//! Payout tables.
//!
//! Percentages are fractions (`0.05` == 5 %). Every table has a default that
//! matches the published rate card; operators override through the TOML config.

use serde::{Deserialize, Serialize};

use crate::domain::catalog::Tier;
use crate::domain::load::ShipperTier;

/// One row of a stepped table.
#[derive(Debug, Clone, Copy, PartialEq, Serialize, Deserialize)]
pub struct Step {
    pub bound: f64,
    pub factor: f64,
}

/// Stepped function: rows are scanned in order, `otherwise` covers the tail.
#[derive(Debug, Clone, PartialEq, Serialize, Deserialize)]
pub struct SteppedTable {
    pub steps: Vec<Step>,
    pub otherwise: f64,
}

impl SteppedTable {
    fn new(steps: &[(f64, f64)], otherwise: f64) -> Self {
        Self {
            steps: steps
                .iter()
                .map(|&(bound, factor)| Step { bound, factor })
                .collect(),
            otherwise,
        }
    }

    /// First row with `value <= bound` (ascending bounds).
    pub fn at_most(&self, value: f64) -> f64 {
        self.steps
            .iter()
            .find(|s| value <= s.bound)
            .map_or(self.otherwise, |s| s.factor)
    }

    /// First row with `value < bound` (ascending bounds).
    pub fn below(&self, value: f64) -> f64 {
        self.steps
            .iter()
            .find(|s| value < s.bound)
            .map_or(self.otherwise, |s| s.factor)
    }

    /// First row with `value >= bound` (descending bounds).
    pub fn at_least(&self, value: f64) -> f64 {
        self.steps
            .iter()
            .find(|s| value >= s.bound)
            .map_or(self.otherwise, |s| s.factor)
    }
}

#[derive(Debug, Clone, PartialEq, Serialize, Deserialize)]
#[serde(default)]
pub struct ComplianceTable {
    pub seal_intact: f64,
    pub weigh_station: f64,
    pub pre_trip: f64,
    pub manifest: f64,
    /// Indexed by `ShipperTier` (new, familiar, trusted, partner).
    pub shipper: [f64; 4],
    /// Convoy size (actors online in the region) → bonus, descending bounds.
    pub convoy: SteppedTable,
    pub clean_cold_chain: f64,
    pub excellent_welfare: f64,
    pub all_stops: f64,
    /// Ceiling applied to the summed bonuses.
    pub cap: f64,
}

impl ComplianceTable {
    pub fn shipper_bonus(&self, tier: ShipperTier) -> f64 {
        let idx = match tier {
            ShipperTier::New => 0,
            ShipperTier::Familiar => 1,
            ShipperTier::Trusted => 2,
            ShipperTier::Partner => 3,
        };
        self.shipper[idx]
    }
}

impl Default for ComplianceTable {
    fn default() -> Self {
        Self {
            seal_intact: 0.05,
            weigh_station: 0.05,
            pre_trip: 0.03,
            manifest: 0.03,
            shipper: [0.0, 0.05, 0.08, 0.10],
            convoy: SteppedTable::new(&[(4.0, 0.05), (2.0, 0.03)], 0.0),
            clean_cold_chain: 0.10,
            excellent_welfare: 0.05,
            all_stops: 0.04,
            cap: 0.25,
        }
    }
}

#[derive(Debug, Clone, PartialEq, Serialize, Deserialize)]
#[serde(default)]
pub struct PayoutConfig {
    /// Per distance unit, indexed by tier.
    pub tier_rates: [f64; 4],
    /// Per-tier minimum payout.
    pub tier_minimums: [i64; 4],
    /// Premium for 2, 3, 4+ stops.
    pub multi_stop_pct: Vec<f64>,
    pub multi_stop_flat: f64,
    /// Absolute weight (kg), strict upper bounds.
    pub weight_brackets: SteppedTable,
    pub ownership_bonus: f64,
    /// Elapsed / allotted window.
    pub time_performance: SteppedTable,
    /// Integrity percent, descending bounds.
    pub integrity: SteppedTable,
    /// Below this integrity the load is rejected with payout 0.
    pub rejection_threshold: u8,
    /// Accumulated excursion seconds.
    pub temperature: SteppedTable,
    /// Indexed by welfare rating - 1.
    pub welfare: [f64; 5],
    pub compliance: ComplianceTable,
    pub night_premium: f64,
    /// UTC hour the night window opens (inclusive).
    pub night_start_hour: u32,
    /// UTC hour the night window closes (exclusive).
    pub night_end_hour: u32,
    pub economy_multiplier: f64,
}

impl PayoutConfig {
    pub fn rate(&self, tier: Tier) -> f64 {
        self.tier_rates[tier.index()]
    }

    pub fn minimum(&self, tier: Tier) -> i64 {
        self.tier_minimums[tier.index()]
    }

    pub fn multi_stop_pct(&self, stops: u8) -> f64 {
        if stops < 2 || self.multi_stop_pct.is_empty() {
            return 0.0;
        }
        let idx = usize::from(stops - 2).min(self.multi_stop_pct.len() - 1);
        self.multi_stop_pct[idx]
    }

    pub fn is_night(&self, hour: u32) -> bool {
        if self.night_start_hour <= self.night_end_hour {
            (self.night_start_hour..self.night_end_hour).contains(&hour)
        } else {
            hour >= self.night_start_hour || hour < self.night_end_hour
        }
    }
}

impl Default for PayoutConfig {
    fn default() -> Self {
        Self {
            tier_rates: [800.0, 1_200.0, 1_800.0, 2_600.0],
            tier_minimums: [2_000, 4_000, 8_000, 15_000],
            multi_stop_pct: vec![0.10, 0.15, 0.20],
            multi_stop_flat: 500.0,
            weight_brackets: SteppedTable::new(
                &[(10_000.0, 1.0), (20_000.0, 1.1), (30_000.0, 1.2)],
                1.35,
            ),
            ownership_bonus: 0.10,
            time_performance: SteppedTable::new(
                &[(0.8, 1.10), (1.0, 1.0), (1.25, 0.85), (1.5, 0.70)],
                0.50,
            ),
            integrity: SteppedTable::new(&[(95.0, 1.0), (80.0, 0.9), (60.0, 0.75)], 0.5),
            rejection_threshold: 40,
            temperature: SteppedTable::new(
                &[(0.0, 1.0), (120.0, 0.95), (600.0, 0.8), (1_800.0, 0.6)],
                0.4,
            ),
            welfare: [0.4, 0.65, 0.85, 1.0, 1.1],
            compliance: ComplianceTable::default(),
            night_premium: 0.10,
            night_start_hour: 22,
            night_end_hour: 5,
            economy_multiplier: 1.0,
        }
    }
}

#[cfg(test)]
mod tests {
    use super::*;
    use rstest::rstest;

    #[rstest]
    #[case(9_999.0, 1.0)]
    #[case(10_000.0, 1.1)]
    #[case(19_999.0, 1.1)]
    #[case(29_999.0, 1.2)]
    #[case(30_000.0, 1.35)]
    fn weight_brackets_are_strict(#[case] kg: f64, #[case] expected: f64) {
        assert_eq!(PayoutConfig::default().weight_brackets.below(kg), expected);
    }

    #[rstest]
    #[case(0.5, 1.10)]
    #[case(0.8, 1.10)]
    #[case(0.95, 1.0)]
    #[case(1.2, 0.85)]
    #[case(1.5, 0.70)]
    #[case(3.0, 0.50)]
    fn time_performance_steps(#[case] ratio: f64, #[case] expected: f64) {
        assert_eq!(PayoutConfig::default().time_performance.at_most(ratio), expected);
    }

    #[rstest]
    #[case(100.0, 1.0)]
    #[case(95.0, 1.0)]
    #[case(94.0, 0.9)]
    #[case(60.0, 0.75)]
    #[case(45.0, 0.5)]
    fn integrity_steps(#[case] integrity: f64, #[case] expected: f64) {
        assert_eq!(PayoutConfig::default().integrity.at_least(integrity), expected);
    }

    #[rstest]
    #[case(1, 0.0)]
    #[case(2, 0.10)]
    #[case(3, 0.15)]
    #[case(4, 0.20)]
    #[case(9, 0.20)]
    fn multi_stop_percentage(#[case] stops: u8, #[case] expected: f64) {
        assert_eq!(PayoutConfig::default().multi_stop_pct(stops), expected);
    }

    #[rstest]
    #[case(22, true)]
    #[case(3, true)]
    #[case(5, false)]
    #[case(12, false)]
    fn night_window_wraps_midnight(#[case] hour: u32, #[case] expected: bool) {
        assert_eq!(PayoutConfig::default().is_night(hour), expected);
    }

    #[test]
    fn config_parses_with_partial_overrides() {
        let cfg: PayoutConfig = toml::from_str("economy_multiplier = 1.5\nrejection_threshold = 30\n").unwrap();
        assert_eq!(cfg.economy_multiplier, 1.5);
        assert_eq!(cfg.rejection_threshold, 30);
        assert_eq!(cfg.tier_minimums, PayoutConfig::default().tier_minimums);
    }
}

::::::::::

Go through the lines above and count those with the string "crate". Reply with the count and nothing more.

Solution for this exercise: 2